Dataset records
BEGIN

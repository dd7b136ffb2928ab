use anyhow::Context;
use candle_core::{safetensors, DType, Device, Tensor};
use ferritin_plots::{plot_plddt, plot_predicted_alignment_error, save};
use ndarray::{Array1, Array2};
use std::path::{Path, PathBuf};

fn load_tensor(path: &Path, key: &str) -> anyhow::Result<Tensor> {
    let mut tensors = safetensors::load(path, &Device::Cpu)
        .with_context(|| format!("Failed to read {}", path.display()))?;
    let tensor = tensors
        .remove(key)
        .with_context(|| format!("{} has no tensor `{key}`", path.display()))?;
    Ok(tensor.to_dtype(DType::F32)?)
}

fn model_name(path: &Path) -> String {
    path.file_stem()
        .map(|stem| stem.to_string_lossy().into_owned())
        .unwrap_or_else(|| path.display().to_string())
}

pub fn pae(inputs: &[PathBuf], key: &str, output: PathBuf) -> anyhow::Result<()> {
    let mut models = Vec::with_capacity(inputs.len());
    for path in inputs {
        let tensor = load_tensor(path, key)?;
        let values = tensor.flatten_all()?.to_vec1::<f32>()?;
        models.push((model_name(path), Array2::from_shape_vec(tensor.dims2()?, values)?));
    }
    let views: Vec<_> = models
        .iter()
        .map(|(name, pae)| (name.as_str(), pae.view()))
        .collect();
    let document = plot_predicted_alignment_error(&views)?;
    save(&output, &document).with_context(|| format!("Failed to write {}", output.display()))?;
    log::info!("Wrote PAE plot of {} models to {}", models.len(), output.display());
    Ok(())
}

pub fn plddt(
    inputs: &[PathBuf],
    key: &str,
    chain_lengths: &[usize],
    output: PathBuf,
) -> anyhow::Result<()> {
    let mut models = Vec::with_capacity(inputs.len());
    for path in inputs {
        let values = load_tensor(path, key)?.flatten_all()?.to_vec1::<f32>()?;
        models.push((model_name(path), Array1::from(values)));
    }
    let views: Vec<_> = models
        .iter()
        .map(|(name, plddt)| (name.as_str(), plddt.view()))
        .collect();
    let document = plot_plddt(&views, chain_lengths)?;
    save(&output, &document).with_context(|| format!("Failed to write {}", output.display()))?;
    log::info!("Wrote pLDDT plot of {} models to {}", models.len(), output.display());
    Ok(())
}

END

What you will do
The full set of records must be transcribed character for character.

Result of the exercise
repository dd7b136ffb2928ab
use anyhow::Context;
use candle_core::{safetensors, DType, Device, Tensor};
use ferritin_plots::{plot_plddt, plot_predicted_alignment_error, save};
use ndarray::{Array1, Array2};
use std::path::{Path, PathBuf};

fn load_tensor(path: &Path, key: &str) -> anyhow::Result<Tensor> {
    let mut tensors = safetensors::load(path, &Device::Cpu)
        .with_context(|| format!("Failed to read {}", path.display()))?;
    let tensor = tensors
        .remove(key)
        .with_context(|| format!("{} has no tensor `{key}`", path.display()))?;
    Ok(tensor.to_dtype(DType::F32)?)
}

fn model_name(path: &Path) -> String {
    path.file_stem()
        .map(|stem| stem.to_string_lossy().into_owned())
        .unwrap_or_else(|| path.display().to_string())
}

pub fn pae(inputs: &[PathBuf], key: &str, output: PathBuf) -> anyhow::Result<()> {
    let mut models = Vec::with_capacity(inputs.len());
    for path in inputs {
        let tensor = load_tensor(path, key)?;
        let values = tensor.flatten_all()?.to_vec1::<f32>()?;
        models.push((model_name(path), Array2::from_shape_vec(tensor.dims2()?, values)?));
    }
    let views: Vec<_> = models
        .iter()
        .map(|(name, pae)| (name.as_str(), pae.view()))
        .collect();
    let document = plot_predicted_alignment_error(&views)?;
    save(&output, &document).with_context(|| format!("Failed to write {}", output.display()))?;
    log::info!("Wrote PAE plot of {} models to {}", models.len(), output.display());
    Ok(())
}

pub fn plddt(
    inputs: &[PathBuf],
    key: &str,
    chain_lengths: &[usize],
    output: PathBuf,
) -> anyhow::Result<()> {
    let mut models = Vec::with_capacity(inputs.len());
    for path in inputs {
        let values = load_tensor(path, key)?.flatten_all()?.to_vec1::<f32>()?;
        models.push((model_name(path), Array1::from(values)));
    }
    let views: Vec<_> = models
        .iter()
        .map(|(name, plddt)| (name.as_str(), plddt.view()))
        .collect();
    let document = plot_plddt(&views, chain_lengths)?;
    save(&output, &document).with_context(|| format!("Failed to write {}", output.display()))?;
    log::info!("Wrote pLDDT plot of {} models to {}", models.len(), output.display());
    Ok(())
}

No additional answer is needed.